In quella fabbrica ci lavora anche Carmen, la zingara. Le sue colleghe la evitano e la trattano come una reietta. Solo i militari che presidiano il campo le riservano attenzioni; ma sono attenzioni fasulle, perché quelli sbavano davanti a qualunque creatura di sesso femminile passi sotto il loro naso. L’unico a ignorarla è un brigadiere timido e scorbutico, che evita il suo sguardo. Carmen sa perché, l’ha riconosciuto. È quello che durante lo sgombero picchiava più degli altri. È quello che quando l’ha catturata le ha quasi rotto un polso. Si chiama José. È un ragazzo inquieto; fatica a tenere sotto controllo il suo temperamento eccessivamente impulsivo che ogni tanto gli procura un cortocircuito nella testa. È entrato nell’esercito perché sa di aver bisogno di regole e per questo si sforza di osservarle. Ma a un certo punto finisce per mettersi in un guaio grosso; e questa volta di mezzo c’è proprio quella zingara del campo. Altro personaggio cruciale di questa storia è Escamillo, il toreador gitano. È un uomo dall’animo gentile ed elegante. È cresciuto anche lui in un campo, e quando può va a fare visita ai molti accampamenti che incontra sulla strada. Quando arriva al Siviglia, il tripudio e l’eccitazione di grandi e bambini arriva alle stelle: firma autografi, regala foto, racconta aneddoti, li fa sognare, divertire. Qui conosce Carmen e se ne innamora.

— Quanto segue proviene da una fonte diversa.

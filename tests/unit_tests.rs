// Unit tests for Score Calc

use score_calc::calculators::{
    cpot_pain_observation::{
        BodyMovements, CpotPainObservationRequest, FacialExpression, MuscleTension, PatientStatus,
        VentilatorCompliance, Vocalization,
    },
    glasgow_coma_scale::GlasgowComaScaleRequest,
    oxygenation_index::OxygenationIndexRequest,
    qsofa_score::QsofaScoreRequest,
    woman_abuse_screening_tool::{Difficulty, Frequency, TensionLevel, WomanAbuseScreeningToolRequest},
    CpotPainObservation, GlasgowComaScale, OxygenationIndex, PsiPortScore, QsofaScore,
    WomanAbuseScreeningTool,
};
use score_calc::core::run_typed;
use score_calc::models::YesNo;
use score_calc::{default_registry, CalcError, Calculator, ConfigurationError, Registry, ScoreValue};
use serde_json::json;

fn qsofa(yes_count: usize) -> QsofaScoreRequest {
    let answer = |i: usize| if i < yes_count { YesNo::Yes } else { YesNo::No };
    QsofaScoreRequest {
        respiratory_rate_22_or_higher: answer(0),
        altered_mental_status: answer(1),
        systolic_bp_100_or_lower: answer(2),
    }
}

fn cpot(status: PatientStatus) -> CpotPainObservationRequest {
    CpotPainObservationRequest {
        facial_expression: FacialExpression::RelaxedNeutral,
        body_movements: BodyMovements::AbsenceOfMovements,
        muscle_tension: MuscleTension::Relaxed,
        patient_status: status,
        ventilator_compliance: None,
        vocalization: None,
    }
}

#[test]
fn test_every_example_yields_required_fields() {
    let registry = default_registry().unwrap();
    for entry in registry.entries() {
        let result = registry
            .invoke(entry.id(), entry.example())
            .unwrap()
            .unwrap_or_else(|e| panic!("{} example rejected: {}", entry.id(), e));

        let body = serde_json::to_value(&result).unwrap();
        for field in ["result", "unit", "interpretation", "stage", "stage_description"] {
            assert!(!body[field].is_null(), "{} missing {}", entry.id(), field);
        }
        assert!(!result.interpretation.is_empty());
        assert!(!result.stage.is_empty());
    }
}

#[test]
fn test_identical_input_serializes_identically() {
    let registry = default_registry().unwrap();
    for entry in registry.entries() {
        let first = registry.invoke(entry.id(), entry.example()).unwrap().unwrap();
        let second = registry.invoke(entry.id(), entry.example()).unwrap().unwrap();
        assert_eq!(
            serde_json::to_string(&first).unwrap(),
            serde_json::to_string(&second).unwrap(),
            "{} is not deterministic",
            entry.id()
        );
    }
}

#[test]
fn test_typed_and_untyped_paths_agree() {
    let registry = default_registry().unwrap();
    let params = QsofaScore::example();
    let typed = registry.dispatch::<QsofaScore>(&params).unwrap().unwrap();
    let untyped = registry
        .invoke(QsofaScore::ID, &serde_json::to_value(&params).unwrap())
        .unwrap()
        .unwrap();
    assert_eq!(typed, untyped);
}

#[test]
fn test_unknown_score_is_none() {
    let registry = default_registry().unwrap();
    assert!(registry.invoke("not_a_real_score", &json!({})).is_none());
    assert!(registry.get("not_a_real_score").is_none());
}

#[test]
fn test_duplicate_registration_rejected() {
    let mut registry = Registry::new();
    registry.register::<GlasgowComaScale>().unwrap();
    assert_eq!(
        registry.register::<GlasgowComaScale>(),
        Err(ConfigurationError::DuplicateScore("glasgow_coma_scale".to_string()))
    );
}

#[test]
fn test_untyped_bad_enum_is_validation() {
    let registry = default_registry().unwrap();
    let outcome = registry
        .invoke(
            "qsofa_score",
            &json!({
                "respiratory_rate_22_or_higher": "maybe",
                "altered_mental_status": "no",
                "systolic_bp_100_or_lower": "no"
            }),
        )
        .unwrap();
    assert!(matches!(outcome, Err(CalcError::Validation(_))));
}

#[test]
fn test_untyped_missing_field_is_validation() {
    let registry = default_registry().unwrap();
    let outcome = registry
        .invoke("glasgow_coma_scale", &json!({"eye_opening": 4, "verbal_response": 5}))
        .unwrap();
    assert!(matches!(outcome, Err(CalcError::Validation(_))));
}

#[test]
fn test_categories_sorted_and_unique() {
    let registry = default_registry().unwrap();
    assert_eq!(
        registry.categories(),
        vec![
            "cardiology",
            "emergency",
            "gastroenterology",
            "geriatrics",
            "neurology",
            "pediatrics",
            "pulmonology"
        ]
    );
}

#[test]
fn test_qsofa_one_criterion() {
    let result = run_typed::<QsofaScore>(&qsofa(1)).unwrap();
    assert_eq!(result.result, ScoreValue::Integer(1));
    assert_eq!(result.stage, "Low Risk");
}

#[test]
fn test_qsofa_three_criteria() {
    let result = run_typed::<QsofaScore>(&qsofa(3)).unwrap();
    assert_eq!(result.result, ScoreValue::Integer(3));
    assert_eq!(result.stage, "High Risk");
}

#[test]
fn test_gcs_full_marks() {
    let params = GlasgowComaScaleRequest { eye_opening: 4, verbal_response: 5, motor_response: 6 };
    let result = run_typed::<GlasgowComaScale>(&params).unwrap();
    assert_eq!(result.result, ScoreValue::Integer(15));
    assert_eq!(result.stage, "Mild Brain Injury");
}

#[test]
fn test_oxygenation_index_good_outcome() {
    let params = OxygenationIndexRequest { fio2: 80.0, mean_airway_pressure: 15.0, pao2: 60.0 };
    let result = run_typed::<OxygenationIndex>(&params).unwrap();
    assert_eq!(result.result, ScoreValue::Decimal(20.0));
    assert_eq!(result.stage, "Good Outcome");
}

#[test]
fn test_oxygenation_index_band_edges() {
    let at = |pao2: f64| {
        run_typed::<OxygenationIndex>(&OxygenationIndexRequest { fio2: 100.0, mean_airway_pressure: 10.0, pao2 })
            .unwrap()
            .stage
    };
    assert_eq!(at(40.0), "High Risk");
    assert_eq!(at(25.0), "ECMO Consideration");
}

#[test]
fn test_wast_all_lowest_risk() {
    let params = WomanAbuseScreeningToolRequest {
        tension_arguments_relationship: TensionLevel::NoTension,
        partner_jealousy_possessiveness: Difficulty::NoDifficulty,
        arguments_resolution: Frequency::Never,
        arguments_feeling_bad: Frequency::Never,
        physical_violence_frequency: Frequency::Never,
        feel_frightened: Frequency::Never,
        physical_abuse_history: Frequency::Never,
        emotional_abuse_history: Frequency::Never,
    };
    let result = run_typed::<WomanAbuseScreeningTool>(&params).unwrap();
    assert_eq!(result.result, ScoreValue::Integer(24));
    assert_eq!(result.stage, "Low Risk");
}

#[test]
fn test_cpot_conditional_fields() {
    let cases = [
        (PatientStatus::Intubated, None, None),
        (PatientStatus::Extubated, None, None),
        (
            PatientStatus::Intubated,
            Some(VentilatorCompliance::Tolerating),
            Some(Vocalization::NormalToneNoSound),
        ),
        (PatientStatus::Extubated, Some(VentilatorCompliance::Tolerating), None),
        (PatientStatus::Intubated, None, Some(Vocalization::SighingMoaning)),
    ];

    for (status, compliance, vocalization) in cases {
        let params = CpotPainObservationRequest {
            ventilator_compliance: compliance,
            vocalization,
            ..cpot(status)
        };
        assert!(
            matches!(run_typed::<CpotPainObservation>(&params), Err(CalcError::Validation(_))),
            "accepted {:?}",
            params
        );
    }
}

#[test]
fn test_cpot_two_versus_three() {
    let mut params = CpotPainObservationRequest {
        ventilator_compliance: Some(VentilatorCompliance::FightingVentilator),
        ..cpot(PatientStatus::Intubated)
    };
    assert_eq!(run_typed::<CpotPainObservation>(&params).unwrap().stage, "Minimal to No Pain");

    params.body_movements = BodyMovements::Protection;
    let result = run_typed::<CpotPainObservation>(&params).unwrap();
    assert_eq!(result.result, ScoreValue::Integer(3));
    assert_eq!(result.stage, "Unacceptable Pain");
}

#[test]
fn test_psi_class_two_three_boundary() {
    let registry = default_registry().unwrap();
    let mut body = serde_json::to_value(PsiPortScore::example()).unwrap();
    body["congestive_heart_failure"] = json!("no");

    body["age"] = json!(70);
    let result = registry.invoke("psi_port_score", &body).unwrap().unwrap();
    assert_eq!(result.stage, "Class II (Low Risk)");

    body["age"] = json!(71);
    let result = registry.invoke("psi_port_score", &body).unwrap().unwrap();
    assert_eq!(result.stage, "Class III (Low Risk)");
}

Forse anche lei. Ma è una storia che non può avere un seguito, perché Carmen ormai sta con José, che ha disertato ed è stato accettato dalla comunità.

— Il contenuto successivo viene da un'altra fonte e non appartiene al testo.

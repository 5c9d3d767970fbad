use actix_web::web;
use serde_json::Value;
use std::collections::btree_map::{BTreeMap, Entry};

use crate::core::calculator::{run_typed, run_untyped, Calculator};
use crate::error::{CalcError, ConfigurationError};
use crate::models::{ScoreMetadata, ScoreResult};
use crate::routes::scores::mount;

type InvokeFn = fn(&Value) -> Result<ScoreResult, CalcError>;
type MountFn = fn(&mut web::ServiceConfig);

/// A registered calculator together with its catalogue data
#[derive(Clone)]
pub struct ScoreEntry {
    id: &'static str,
    metadata: ScoreMetadata,
    example: Value,
    invoke: InvokeFn,
    mount: MountFn,
}

impl std::fmt::Debug for ScoreEntry {
    fn fmt(&self, f: &mut std::fmt::Formatter<'_>) -> std::fmt::Result {
        f.debug_struct("ScoreEntry")
            .field("id", &self.id)
            .field("category", &self.metadata.category)
            .finish_non_exhaustive()
    }
}

impl ScoreEntry {
    pub fn id(&self) -> &'static str {
        self.id
    }

    pub fn metadata(&self) -> &ScoreMetadata {
        &self.metadata
    }

    pub fn example(&self) -> &Value {
        &self.example
    }

    /// Endpoint path of the per-score route
    pub fn endpoint(&self) -> String {
        format!("/{}", self.id)
    }

    /// Install this score's POST endpoint
    pub fn mount(&self, cfg: &mut web::ServiceConfig) {
        (self.mount)(cfg)
    }
}

/// Score identifier → calculator lookup
///
/// Built once at startup with [`Registry::register`], then frozen behind an
/// `Arc` and only read. Entries are kept sorted by identifier.
#[derive(Debug, Clone, Default)]
pub struct Registry {
    entries: BTreeMap<&'static str, ScoreEntry>,
}

impl Registry {
    pub fn new() -> Self {
        Self::default()
    }

    /// Register a calculator under its `ID`
    ///
    /// Fails if another calculator already claimed the identifier, or if the
    /// calculator rejects its own example request.
    pub fn register<C: Calculator>(&mut self) -> Result<(), ConfigurationError> {
        let invalid_example = |reason: String| ConfigurationError::InvalidExample {
            score_id: C::ID.to_string(),
            reason,
        };

        let params = C::example();
        run_typed::<C>(&params).map_err(|e| invalid_example(e.to_string()))?;
        let example = serde_json::to_value(&params).map_err(|e| invalid_example(e.to_string()))?;

        match self.entries.entry(C::ID) {
            Entry::Occupied(_) => Err(ConfigurationError::DuplicateScore(C::ID.to_string())),
            Entry::Vacant(slot) => {
                slot.insert(ScoreEntry {
                    id: C::ID,
                    metadata: C::metadata(),
                    example,
                    invoke: run_untyped::<C>,
                    mount: mount::<C>,
                });
                Ok(())
            }
        }
    }

    /// Run the calculator registered as `name` on an untyped JSON object
    ///
    /// Returns `None` when no calculator is registered under `name`.
    pub fn invoke(&self, name: &str, params: &Value) -> Option<Result<ScoreResult, CalcError>> {
        let entry = self.entries.get(name)?;
        tracing::debug!("Dispatching {} (untyped)", name);
        Some((entry.invoke)(params))
    }

    /// Run calculator `C` on already-decoded parameters
    ///
    /// Same lookup semantics as [`Registry::invoke`]: `None` unless `C` was
    /// registered in this registry.
    pub fn dispatch<C: Calculator>(&self, params: &C::Params) -> Option<Result<ScoreResult, CalcError>> {
        if !self.entries.contains_key(C::ID) {
            return None;
        }
        tracing::debug!("Dispatching {}", C::ID);
        Some(run_typed::<C>(params))
    }

    pub fn get(&self, name: &str) -> Option<&ScoreEntry> {
        self.entries.get(name)
    }

    pub fn contains(&self, name: &str) -> bool {
        self.entries.contains_key(name)
    }

    pub fn entries(&self) -> impl Iterator<Item = &ScoreEntry> {
        self.entries.values()
    }

    pub fn len(&self) -> usize {
        self.entries.len()
    }

    pub fn is_empty(&self) -> bool {
        self.entries.is_empty()
    }

    /// Sorted, de-duplicated medical categories
    pub fn categories(&self) -> Vec<String> {
        let mut categories: Vec<String> = self
            .entries
            .values()
            .map(|entry| entry.metadata.category.to_string())
            .collect();
        categories.sort();
        categories.dedup();
        categories
    }
}

#[cfg(test)]
mod tests {
    use super::*;
    use crate::calculators::{glasgow_coma_scale::GlasgowComaScale, qsofa_score::QsofaScore};
    use serde::{Deserialize, Serialize};
    use serde_json::json;
    use validator::Validate;

    #[derive(Debug, Serialize, Deserialize, Validate)]
    struct PercentRequest {
        #[validate(range(min = 0.0, max = 100.0))]
        value: f64,
    }

    struct BrokenExample;

    impl Calculator for BrokenExample {
        const ID: &'static str = "broken_example";
        type Params = PercentRequest;

        fn metadata() -> ScoreMetadata {
            ScoreMetadata {
                title: "Broken example",
                description: "Example request is out of range",
                category: "testing",
                version: None,
                references: &[],
            }
        }

        fn example() -> PercentRequest {
            PercentRequest { value: 150.0 }
        }

        fn calculate(params: &PercentRequest) -> Result<ScoreResult, CalcError> {
            Ok(ScoreResult::new(params.value, "%", "", "", ""))
        }
    }

    fn registry() -> Registry {
        let mut registry = Registry::new();
        registry.register::<QsofaScore>().unwrap();
        registry.register::<GlasgowComaScale>().unwrap();
        registry
    }

    #[test]
    fn test_register_rejects_duplicates() {
        let mut registry = registry();
        let err = registry.register::<QsofaScore>().unwrap_err();
        assert_eq!(err, ConfigurationError::DuplicateScore("qsofa_score".to_string()));
        assert_eq!(registry.len(), 2);
    }

    #[test]
    fn test_register_rejects_failing_example() {
        let mut registry = registry();
        let err = registry.register::<BrokenExample>().unwrap_err();
        assert!(matches!(
            err,
            ConfigurationError::InvalidExample { ref score_id, .. } if score_id == "broken_example"
        ));
        assert!(!registry.contains("broken_example"));
        assert_eq!(registry.len(), 2);
    }

    #[test]
    fn test_invoke_unknown_returns_none() {
        let registry = registry();
        assert!(registry.invoke("not_a_real_score", &json!({})).is_none());
    }

    #[test]
    fn test_invoke_decodes_params() {
        let registry = registry();
        let result = registry
            .invoke(
                "glasgow_coma_scale",
                &json!({"eye_opening": 4, "verbal_response": 5, "motor_response": 6}),
            )
            .unwrap()
            .unwrap();
        assert_eq!(result.stage, "Mild Brain Injury");
    }

    #[test]
    fn test_invoke_out_of_range_is_validation_error() {
        let registry = registry();
        let outcome = registry
            .invoke(
                "glasgow_coma_scale",
                &json!({"eye_opening": 5, "verbal_response": 5, "motor_response": 6}),
            )
            .unwrap();
        assert!(matches!(outcome, Err(CalcError::Validation(_))));
    }

    #[test]
    fn test_dispatch_requires_registration() {
        let registry = Registry::new();
        let params = QsofaScore::example();
        assert!(registry.dispatch::<QsofaScore>(&params).is_none());
    }

    #[test]
    fn test_entries_sorted_and_categories_deduped() {
        let registry = registry();
        let ids: Vec<_> = registry.entries().map(|e| e.id()).collect();
        assert_eq!(ids, vec!["glasgow_coma_scale", "qsofa_score"]);
        assert_eq!(registry.categories(), vec!["emergency", "neurology"]);
    }
}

A un certo punto, in questa comunità appaiono due tipi molto loschi, probabilmente zingari anche loro. Uno dei due incute terrore e si muove come fosse il padrone del campo. Li costringe a partecipare a un furto alla Matador, dove lavora Carmen. Fra i due c’è qualcosa

lasciato in sospeso, e non promette niente di buono. Il terzo tradimento è un sogno sovversivo. Il moto di ribellione trova le sue radici nelle prime due righe della novella di Prospere Mérimée. Si tratta di una epigrafe di Pallada, un poeta greco del V secolo. Recita così:

“La donna è fiele; ma ha due ore buone.

Una nel letto, l’altra nella morte.”

In greco vi è un gioco di parole intraducibile che accoppia letto e morte.

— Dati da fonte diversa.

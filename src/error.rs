use actix_web::{error, http::StatusCode, HttpResponse};
use serde_json::json;
use thiserror::Error;

use crate::models::{ErrorKind, ErrorResponse};

/// Errors a calculator can return
#[derive(Debug, Clone, PartialEq, Error)]
pub enum CalcError {
    /// Input violates a schema constraint or a cross-field clinical rule
    #[error("{0}")]
    Validation(String),

    /// The calculator itself misbehaved
    #[error("{0}")]
    Internal(String),
}

impl CalcError {
    pub fn validation(message: impl Into<String>) -> Self {
        CalcError::Validation(message.into())
    }

    pub fn internal(message: impl Into<String>) -> Self {
        CalcError::Internal(message.into())
    }
}

impl From<validator::ValidationErrors> for CalcError {
    fn from(errors: validator::ValidationErrors) -> Self {
        CalcError::Validation(errors.to_string())
    }
}

impl From<serde_json::Error> for CalcError {
    fn from(err: serde_json::Error) -> Self {
        CalcError::Validation(err.to_string())
    }
}

/// Errors raised while building the registry at startup
#[derive(Debug, Clone, PartialEq, Eq, Error)]
pub enum ConfigurationError {
    #[error("score '{0}' is already registered")]
    DuplicateScore(String),

    #[error("example request for '{score_id}' cannot be serialized: {reason}")]
    InvalidExample { score_id: String, reason: String },
}

/// Structured error for request extraction failures
#[derive(Debug)]
pub struct ApiError {
    pub status: StatusCode,
    pub body: ErrorResponse,
}

impl std::fmt::Display for ApiError {
    fn fmt(&self, f: &mut std::fmt::Formatter<'_>) -> std::fmt::Result {
        write!(f, "{:?}: {}", self.body.error, self.body.message)
    }
}

impl std::error::Error for ApiError {}

impl error::ResponseError for ApiError {
    fn status_code(&self) -> StatusCode {
        self.status
    }

    fn error_response(&self) -> HttpResponse {
        HttpResponse::build(self.status).json(&self.body)
    }
}

/// Handle JSON payload errors
///
/// Malformed bodies, unknown enum values and missing fields all fail at the
/// schema layer and are reported the same way as range violations.
pub fn handle_json_payload_error(
    err: error::JsonPayloadError,
    req: &actix_web::HttpRequest,
) -> actix_web::Error {
    tracing::info!("JSON payload error on {}: {}", req.path(), err);
    ApiError {
        status: StatusCode::UNPROCESSABLE_ENTITY,
        body: ErrorResponse::new(
            ErrorKind::ValidationError,
            format!("Invalid request body for {}", req.path()),
            json!({ "error": err.to_string() }),
        ),
    }
    .into()
}

/// Handle query string errors
pub fn handle_query_payload_error(
    err: error::QueryPayloadError,
    _req: &actix_web::HttpRequest,
) -> actix_web::Error {
    ApiError {
        status: StatusCode::BAD_REQUEST,
        body: ErrorResponse::new(
            ErrorKind::ValidationError,
            format!("Invalid query: {}", err),
            json!({ "error": err.to_string() }),
        ),
    }
    .into()
}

Milletrecento anni dopo Mérimée sente la necessità di sintetizzare così il carattere di un personaggio da lui stesso inventato, una donna disposta a morire piuttosto che rinunciare alla sua libertà.

Peccato perché, verso la fine, lo stesso Mérimée aveva dato a Carmen una frase molto più incisiva:

“…mi chiedi l’impossibile. Io non ti amo più, tu mi ami ancora, ed è per questo che vuoi uccidermi.”

Il moto sovversivo impone queste due ultime frasi come epigrafe.